(Records from a dataset)
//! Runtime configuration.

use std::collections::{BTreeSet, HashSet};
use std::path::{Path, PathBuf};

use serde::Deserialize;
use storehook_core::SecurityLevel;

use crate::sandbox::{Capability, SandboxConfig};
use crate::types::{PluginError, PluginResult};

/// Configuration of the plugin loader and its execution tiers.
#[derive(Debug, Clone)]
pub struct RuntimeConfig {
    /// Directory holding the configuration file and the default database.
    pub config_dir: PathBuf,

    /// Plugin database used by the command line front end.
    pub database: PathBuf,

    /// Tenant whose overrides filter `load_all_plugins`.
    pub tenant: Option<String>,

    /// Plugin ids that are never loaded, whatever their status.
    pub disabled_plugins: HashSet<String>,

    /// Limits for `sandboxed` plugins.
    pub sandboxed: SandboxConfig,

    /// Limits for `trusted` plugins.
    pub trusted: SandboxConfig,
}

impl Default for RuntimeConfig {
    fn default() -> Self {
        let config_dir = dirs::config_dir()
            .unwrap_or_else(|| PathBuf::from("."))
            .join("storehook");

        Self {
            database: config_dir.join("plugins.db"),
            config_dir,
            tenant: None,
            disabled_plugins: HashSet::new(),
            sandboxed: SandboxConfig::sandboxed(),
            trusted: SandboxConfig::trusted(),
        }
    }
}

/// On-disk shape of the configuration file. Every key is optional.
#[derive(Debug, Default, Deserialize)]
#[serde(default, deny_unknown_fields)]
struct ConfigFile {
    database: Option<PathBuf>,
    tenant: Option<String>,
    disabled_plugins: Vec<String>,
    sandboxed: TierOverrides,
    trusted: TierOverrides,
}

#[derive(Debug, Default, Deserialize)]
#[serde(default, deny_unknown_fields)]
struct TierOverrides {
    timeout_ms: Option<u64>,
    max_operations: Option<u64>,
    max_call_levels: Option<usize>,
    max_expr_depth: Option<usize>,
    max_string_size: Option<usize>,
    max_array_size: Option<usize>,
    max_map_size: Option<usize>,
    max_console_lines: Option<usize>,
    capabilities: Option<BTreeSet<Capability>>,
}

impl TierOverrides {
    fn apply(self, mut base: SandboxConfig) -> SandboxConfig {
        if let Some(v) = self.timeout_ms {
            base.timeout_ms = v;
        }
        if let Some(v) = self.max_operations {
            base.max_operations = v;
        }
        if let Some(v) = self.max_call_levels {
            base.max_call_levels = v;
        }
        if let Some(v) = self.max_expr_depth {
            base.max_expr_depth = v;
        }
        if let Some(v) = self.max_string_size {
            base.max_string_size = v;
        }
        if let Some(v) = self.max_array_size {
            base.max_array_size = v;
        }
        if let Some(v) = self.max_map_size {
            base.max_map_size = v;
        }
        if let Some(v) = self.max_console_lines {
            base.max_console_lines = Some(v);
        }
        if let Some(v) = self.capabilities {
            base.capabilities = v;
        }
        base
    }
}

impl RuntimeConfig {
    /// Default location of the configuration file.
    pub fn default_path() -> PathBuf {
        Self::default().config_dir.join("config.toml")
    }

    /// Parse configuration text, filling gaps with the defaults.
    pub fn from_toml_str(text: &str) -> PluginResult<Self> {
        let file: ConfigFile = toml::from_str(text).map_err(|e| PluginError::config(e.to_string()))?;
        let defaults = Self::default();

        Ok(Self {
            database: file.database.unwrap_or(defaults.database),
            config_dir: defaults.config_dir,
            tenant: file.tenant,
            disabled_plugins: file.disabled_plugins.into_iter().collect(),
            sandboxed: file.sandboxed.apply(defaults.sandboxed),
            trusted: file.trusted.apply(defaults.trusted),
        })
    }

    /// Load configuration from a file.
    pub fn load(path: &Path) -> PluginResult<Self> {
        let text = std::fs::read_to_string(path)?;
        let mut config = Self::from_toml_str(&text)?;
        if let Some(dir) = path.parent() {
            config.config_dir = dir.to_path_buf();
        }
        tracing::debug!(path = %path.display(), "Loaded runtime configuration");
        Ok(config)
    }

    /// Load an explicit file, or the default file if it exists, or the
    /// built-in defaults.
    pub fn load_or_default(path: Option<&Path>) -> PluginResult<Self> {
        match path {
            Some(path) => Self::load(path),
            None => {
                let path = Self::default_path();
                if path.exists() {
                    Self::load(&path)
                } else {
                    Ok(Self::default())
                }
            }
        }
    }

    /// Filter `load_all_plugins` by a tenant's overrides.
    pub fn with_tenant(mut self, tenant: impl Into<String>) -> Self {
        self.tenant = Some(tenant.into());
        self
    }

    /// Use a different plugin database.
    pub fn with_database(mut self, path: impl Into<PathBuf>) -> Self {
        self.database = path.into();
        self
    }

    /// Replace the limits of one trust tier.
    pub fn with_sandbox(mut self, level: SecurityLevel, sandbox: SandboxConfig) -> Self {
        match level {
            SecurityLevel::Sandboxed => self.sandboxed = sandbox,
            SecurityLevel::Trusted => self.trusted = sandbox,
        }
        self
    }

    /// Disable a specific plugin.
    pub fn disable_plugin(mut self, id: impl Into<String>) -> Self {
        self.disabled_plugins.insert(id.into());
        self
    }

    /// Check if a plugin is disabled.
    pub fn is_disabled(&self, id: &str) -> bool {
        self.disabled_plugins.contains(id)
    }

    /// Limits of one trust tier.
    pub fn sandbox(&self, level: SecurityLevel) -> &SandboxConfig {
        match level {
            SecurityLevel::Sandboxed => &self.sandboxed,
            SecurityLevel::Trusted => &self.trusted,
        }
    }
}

**What the task asks**
Where does the string "impl" appear in the records? Copy every line that holds it.

**Solution to this exercise**
impl Default for RuntimeConfig {
impl TierOverrides {
impl RuntimeConfig {
    pub fn with_tenant(mut self, tenant: impl Into<String>) -> Self {
    pub fn with_database(mut self, path: impl Into<PathBuf>) -> Self {
    pub fn disable_plugin(mut self, id: impl Into<String>) -> Self {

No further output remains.